Dataset entries:
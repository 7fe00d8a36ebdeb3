//! Planar outlines placed on a surface by an affine transform.
//!
//! An [`Outline`] is the shape-local description of something to draw,
//! built from `kurbo` shapes. It is paired with a `kurbo::Affine` as a
//! [`TransformedShape`] when handed to a drawing surface, and flattened to a
//! `BezPath` on demand.
//!
//! # Angles
//!
//! Pie angles given to [`Outline::pie`] are degrees in the view convention:
//! the point at angle `a` is `(cos a, -sin a) * radius`, so positive angles
//! sweep counter-clockwise on a y-down surface. `kurbo` measures angles the
//! other way round (`(cos t, sin t)`), so the stored [`CircleSegment`] holds
//! the negated angles in radians. [`view_start_deg`] and [`view_extent_deg`]
//! convert back.

use kurbo::{Affine, BezPath, Circle, CircleSegment, Point, Rect, Shape};
use serde::{Deserialize, Serialize};

/// Flattening tolerance used when converting curves to Bezier paths, in
/// shape-local units.
pub const PATH_TOLERANCE: f64 = 0.1;

// ---------------------------------------------------------------------------
// Outline
// ---------------------------------------------------------------------------

/// A shape expressed as a planar outline in its own local frame.
#[derive(Debug, Clone, PartialEq, Serialize, Deserialize)]
pub enum Outline {
    /// Full circle.
    Circle(Circle),
    /// Pie slice: an arc plus both radii, inner radius zero.
    Pie(CircleSegment),
    /// Free-form path. An empty path draws nothing.
    Path(BezPath),
}

impl Outline {
    /// Circle of the given diameter centred on the origin.
    pub fn circle(diameter: f64) -> Self {
        Outline::Circle(Circle::new(Point::ORIGIN, diameter / 2.0))
    }

    /// Pie slice of `radius` with its apex on the origin.
    ///
    /// `start_deg` and `extent_deg` follow the view convention described in
    /// the module docs. Extents beyond a full turn are clamped to one turn.
    pub fn pie(radius: f64, start_deg: f64, extent_deg: f64) -> Self {
        let extent_deg = extent_deg.clamp(-360.0, 360.0);
        Outline::Pie(CircleSegment::new(
            Point::ORIGIN,
            radius,
            0.0,
            -start_deg.to_radians(),
            -extent_deg.to_radians(),
        ))
    }

    /// An outline with no geometry.
    pub fn empty() -> Self {
        Outline::Path(BezPath::new())
    }

    /// True when the outline contributes nothing to a fill or stroke.
    pub fn is_empty(&self) -> bool {
        matches!(self, Outline::Path(path) if path.elements().is_empty())
    }

    /// Evaluate into lines and cubic curves.
    pub fn to_path(&self) -> BezPath {
        match self {
            Outline::Circle(circle) => circle.to_path(PATH_TOLERANCE),
            Outline::Pie(segment) => segment.to_path(PATH_TOLERANCE),
            Outline::Path(path) => path.clone(),
        }
    }

    /// Pair this outline with the transform that places it on a surface.
    pub fn transformed(self, transform: Affine) -> TransformedShape {
        TransformedShape::new(self, transform)
    }
}

/// Start angle of a pie in view-convention degrees.
pub fn view_start_deg(segment: &CircleSegment) -> f64 {
    -segment.start_angle.to_degrees()
}

/// Sweep of a pie in view-convention degrees.
pub fn view_extent_deg(segment: &CircleSegment) -> f64 {
    -segment.sweep_angle.to_degrees()
}

// ---------------------------------------------------------------------------
// TransformedShape
// ---------------------------------------------------------------------------

/// An outline together with the affine transform that maps it onto a
/// surface.
///
/// `outline` stays in shape-local coordinates. [`to_path`](Self::to_path)
/// produces the transformed geometry.
#[derive(Debug, Clone, PartialEq, Serialize, Deserialize)]
pub struct TransformedShape {
    pub outline: Outline,
    pub transform: Affine,
}

impl TransformedShape {
    pub fn new(outline: Outline, transform: Affine) -> Self {
        Self { outline, transform }
    }

    /// The outline evaluated and mapped into surface coordinates.
    pub fn to_path(&self) -> BezPath {
        let mut path = self.outline.to_path();
        path.apply_affine(self.transform);
        path
    }

    /// Surface-space bounds of the evaluated path, `None` when empty.
    pub fn bounds(&self) -> Option<Rect> {
        let path = self.to_path();
        if path.elements().is_empty() {
            None
        } else {
            Some(path.bounding_box())
        }
    }
}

What needs to be done:
Reproduce the entries exactly, each one as given.

Solution below:
repository 7fe00d8a36ebdeb3
//! Planar outlines placed on a surface by an affine transform.
//!
//! An [`Outline`] is the shape-local description of something to draw,
//! built from `kurbo` shapes. It is paired with a `kurbo::Affine` as a
//! [`TransformedShape`] when handed to a drawing surface, and flattened to a
//! `BezPath` on demand.
//!
//! # Angles
//!
//! Pie angles given to [`Outline::pie`] are degrees in the view convention:
//! the point at angle `a` is `(cos a, -sin a) * radius`, so positive angles
//! sweep counter-clockwise on a y-down surface. `kurbo` measures angles the
//! other way round (`(cos t, sin t)`), so the stored [`CircleSegment`] holds
//! the negated angles in radians. [`view_start_deg`] and [`view_extent_deg`]
//! convert back.

use kurbo::{Affine, BezPath, Circle, CircleSegment, Point, Rect, Shape};
use serde::{Deserialize, Serialize};

/// Flattening tolerance used when converting curves to Bezier paths, in
/// shape-local units.
pub const PATH_TOLERANCE: f64 = 0.1;

// ---------------------------------------------------------------------------
// Outline
// ---------------------------------------------------------------------------

/// A shape expressed as a planar outline in its own local frame.
#[derive(Debug, Clone, PartialEq, Serialize, Deserialize)]
pub enum Outline {
    /// Full circle.
    Circle(Circle),
    /// Pie slice: an arc plus both radii, inner radius zero.
    Pie(CircleSegment),
    /// Free-form path. An empty path draws nothing.
    Path(BezPath),
}

impl Outline {
    /// Circle of the given diameter centred on the origin.
    pub fn circle(diameter: f64) -> Self {
        Outline::Circle(Circle::new(Point::ORIGIN, diameter / 2.0))
    }

    /// Pie slice of `radius` with its apex on the origin.
    ///
    /// `start_deg` and `extent_deg` follow the view convention described in
    /// the module docs. Extents beyond a full turn are clamped to one turn.
    pub fn pie(radius: f64, start_deg: f64, extent_deg: f64) -> Self {
        let extent_deg = extent_deg.clamp(-360.0, 360.0);
        Outline::Pie(CircleSegment::new(
            Point::ORIGIN,
            radius,
            0.0,
            -start_deg.to_radians(),
            -extent_deg.to_radians(),
        ))
    }

    /// An outline with no geometry.
    pub fn empty() -> Self {
        Outline::Path(BezPath::new())
    }

    /// True when the outline contributes nothing to a fill or stroke.
    pub fn is_empty(&self) -> bool {
        matches!(self, Outline::Path(path) if path.elements().is_empty())
    }

    /// Evaluate into lines and cubic curves.
    pub fn to_path(&self) -> BezPath {
        match self {
            Outline::Circle(circle) => circle.to_path(PATH_TOLERANCE),
            Outline::Pie(segment) => segment.to_path(PATH_TOLERANCE),
            Outline::Path(path) => path.clone(),
        }
    }

    /// Pair this outline with the transform that places it on a surface.
    pub fn transformed(self, transform: Affine) -> TransformedShape {
        TransformedShape::new(self, transform)
    }
}

/// Start angle of a pie in view-convention degrees.
pub fn view_start_deg(segment: &CircleSegment) -> f64 {
    -segment.start_angle.to_degrees()
}

/// Sweep of a pie in view-convention degrees.
pub fn view_extent_deg(segment: &CircleSegment) -> f64 {
    -segment.sweep_angle.to_degrees()
}

// ---------------------------------------------------------------------------
// TransformedShape
// ---------------------------------------------------------------------------

/// An outline together with the affine transform that maps it onto a
/// surface.
///
/// `outline` stays in shape-local coordinates. [`to_path`](Self::to_path)
/// produces the transformed geometry.
#[derive(Debug, Clone, PartialEq, Serialize, Deserialize)]
pub struct TransformedShape {
    pub outline: Outline,
    pub transform: Affine,
}

impl TransformedShape {
    pub fn new(outline: Outline, transform: Affine) -> Self {
        Self { outline, transform }
    }

    /// The outline evaluated and mapped into surface coordinates.
    pub fn to_path(&self) -> BezPath {
        let mut path = self.outline.to_path();
        path.apply_affine(self.transform);
        path
    }

    /// Surface-space bounds of the evaluated path, `None` when empty.
    pub fn bounds(&self) -> Option<Rect> {
        let path = self.to_path();
        if path.elements().is_empty() {
            None
        } else {
            Some(path.bounding_box())
        }
    }
}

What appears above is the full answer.